Se espera que la Corte Suprema se pronuncie sobre los casos de DACA a finales de junio, pocos meses antes de las elecciones de 2020. El Congreso y el presidente deben asumir la responsabilidad y actuar ahora, y todos deben resistir la tentación de hacer de esto un tema de campaña.

Hay un amplio apoyo público bipartidista para DACA, no sólo entre los estadounidenses comunes, sino entre los líderes corporativos, cívicos y religiosos. Y ha habido una amplia simpatía y apoyo por ayudar a estos jóvenes entre nuestros líderes en Washington.

Además de la orden ejecutiva de Obama sobre DACA, muchos miembros de la Cámara y el Senado han respaldado una legislación que haría permanente las protecciones de DACA. Trump en 2018 también propuso proporcionar un estatus legal permanente y un camino a la ciudadanía para los 1,8 millones que son elegibles para DACA.

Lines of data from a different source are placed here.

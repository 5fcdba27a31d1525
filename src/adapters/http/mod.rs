//! HTTP adapters - REST API implementations.

pub mod enneagram;

use axum::{routing::get, Json, Router};
use serde_json::{json, Value};

pub use enneagram::{enneagram_routes, EnneagramAppState};

/// Application router: assessment endpoints under `/api/enneagram` plus `/health`.
pub fn app_router(state: EnneagramAppState) -> Router {
    Router::new()
        .route("/health", get(health))
        .nest("/api/enneagram", enneagram_routes(state))
}

/// GET /health
async fn health() -> Json<Value> {
    Json(json!({
        "status": "ok",
        "version": env!("CARGO_PKG_VERSION"),
    }))
}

Ahora es el momento de un verdadero liderazgo; eso significa que tenemos que dejar de oponernos a las ideas sólo porque «el otro lado» las ha propuesto; eso significa que debemos rechazar el pensamiento que nos hace resistir el compromiso porque podría dar a nuestros rivales políticos una «victoria».

Existe una solución simple, sensata y humana: Proporcionar un camino a la legalización y la ciudadanía para aquellos elegibles para DACA, y al mismo tiempo promulgar medidas significativas para fortalecer la seguridad fronteriza.

Es cierto, hay muchos otros problemas que necesitan ser abordados para arreglar nuestro sistema de respinmigración fracturado; pero no está bien mantener a estos jóvenes adultos viviendo en una especie de limbo legal hasta que se resuelvan todos los otros problemas más complejos y contenciosos.

Nuestra nación hizo una promesa a estos Dreamers; tenemos una obligación moral. Es hora de que el presidente y el Congreso respeten esa promesa y cumplan con esta obligación. Que nuestra Santísima Madre María interceda y ayude a guiar las conciencias de los líderes de nuestra gran nación.